Des outils d’aide à la prise de décision sont élaborés : DESHERB, SAgE Pesticides et la banque d’imagerie IRIIS Phytoprotection. Depuis 2006, d’autres mauvaises herbes résistantes ont été identifiées chez différents groupes d’herbicides. Les cultures résistantes (OGM) aux herbicides ont fait leur apparition. Techniquement, ce sont des outils impressionnants. Néanmoins, cette approche comporte des avantages et des inconvénients. C’est un moyen supplémentaire dans le coffre à outils. Nous devons apprendre à nous en servir adéquatement. Dans la mesure du possible, les démonstrations et les formations sont offertes aux agronomes, aux différents intervenants en phytoprotection et aux producteurs agricoles.

Par ailleurs, une plate-forme d’agriculture biologique verra le jour sous peu à la Station de recherche du CEROM à Saint-Bruno-de-Montarville.

En ce qui concerne les ressources humaines spécialisées à l’Université Laval, Gilles D. Leroux est depuis 1985 professeur chercheur en malherbologie. De plus, le Dr Alan K. Watson est professeur titulaire au Collège Macdonald. Il reste deux chercheures malherbologistes à AAC : l’une à la station de Québec, l’autre à la station de Saint-Jean-sur-Richelieu. Une chercheure à l’IRDA, deux spécialistes au MAPAQ (un agronome spécialisé en botanique et une agronome-malherbologiste) et heureusement quelques personnes au MAPAQ et au privé poursuivent leurs efforts dans le secteur de la phytoprotection en malherbologie.

Vous remarquerez facilement que les problèmes reliés aux mauvaises herbes sont toujours très présents en 2008. Les espèces ont quelque peu changé, des lois ont été modifiées, mais la malherbologie demeure une science. Si vous savez lire entre les lignes, vous vous apercevrez que les problèmes sont sensiblement les mêmes et que les moyens pour les résoudre ou les façons de faire se ressemblent.

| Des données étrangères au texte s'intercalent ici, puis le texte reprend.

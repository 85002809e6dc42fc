use std::path::PathBuf;
use std::time::{Duration, Instant};

use clap::Parser;
use log::{info, warn};

use vslice_app::constants::{DEFAULT_BUDGET_BYTES, TICK_RATE_HZ};
use vslice_app::SamplerEngine;
use vslice_control::{spawn_listener, ControlEvent, DEFAULT_PORT};

/// Note-triggered video slice player.
#[derive(Parser)]
#[command(name = "vslice", version)]
struct Cli {
    /// Source video to load.
    video: PathBuf,

    /// UDP control port.
    #[arg(long, default_value_t = DEFAULT_PORT)]
    port: u16,

    /// Frame cache budget in megabytes.
    #[arg(long, default_value_t = DEFAULT_BUDGET_BYTES / (1024 * 1024))]
    budget_mb: usize,
}

fn main() {
    env_logger::Builder::from_env(env_logger::Env::default().default_filter_or("info")).init();
    let cli = Cli::parse();

    let mut engine = SamplerEngine::new();
    engine.set_budget_bytes(cli.budget_mb * 1024 * 1024);
    engine.open_video(&cli.video);

    let listener = match spawn_listener(cli.port) {
        Ok(l) => {
            info!("listening for control events on udp {}", l.local_addr);
            Some(l)
        }
        Err(e) => {
            // Network control is optional; the engine still answers any
            // other control path.
            warn!("{e}; continuing without network control");
            None
        }
    };

    let tick = Duration::from_secs_f64(1.0 / TICK_RATE_HZ);
    let mut last = Instant::now();

    loop {
        engine.poll_load();

        if let Some(listener) = &listener {
            while let Ok(event) = listener.event_rx.try_recv() {
                match event {
                    ControlEvent::NoteSlice { note, i, o, .. } => engine.trigger(note, i, o),
                    ControlEvent::NoteOff { note } => engine.stop_if_needed(note),
                }
            }
        }

        let now = Instant::now();
        let dt = (now - last).as_secs_f64();
        last = now;
        engine.advance(dt);

        std::thread::sleep(tick);
    }
}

Les préoccupations et les besoins des producteurs agricoles sont toujours aussi criants. La protection de la santé humaine et de l’environnement de même que le développement de l’agriculture durable sont maintenant incontournables et indissociables.

En terminant, il est difficile de passer sous silence les difficultés du secteur. Les ressources humaines et financières gouvernementales consacrées à la malherbologie sont en décroissance tant au Québec qu’au Canada. Pourtant, de jeunes chercheurs et des spécialistes sont disponibles. Présentement, au Québec, la phytoprotection et particulièrement la malherbologie font office d’enfants pauvres. Durant les 15 dernières années, les acteurs de la recherche et de l’innovation ont fait preuve d’une créativité exceptionnelle pour parvenir à décrocher des fonds pour garder la tête hors de l’eau. Nous vivons à une époque où il n’y a plus de frontière à la grandeur de la planète. La veille et la surveillance du développement et de la venue de nouveaux ravageurs doivent faire partie du quotidien. Nous devons être en mesure d’aider les producteurs agricoles à demeurer productifs et compétitifs dans un monde en constante ébullition.